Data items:
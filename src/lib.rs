//! Сигнализация через копирование для WebRTC data channel.
//!
//! Два экземпляра обмениваются offer, answer и ICE кандидатами через человека, который копирует
//! выведенный текст с одной стороны и вставляет на другой. После согласования сообщения чата идут
//! напрямую по каналу.
//!
//! [`Session`] ведёт весь процесс; [`peer::RtcPeer`] связывает её с крейтом `webrtc`,
//! [`testing::ScriptedPeer`] со скриптом в памяти.

pub mod commands;
pub mod config;
pub mod errors;
pub mod logger;
pub mod peer;
pub mod session;
pub mod signaling;
pub mod testing;
pub mod utils;

pub use config::{RelayConfig, RelayEncoding};
pub use errors::RelayError;
pub use logger::{EventSink, LogEntry, LogKind, MemorySink, OutputLog};
pub use session::Session;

Aim of the exercise:
For the records above, state the number of lines that include the string "logger" and add nothing.

Task response:
2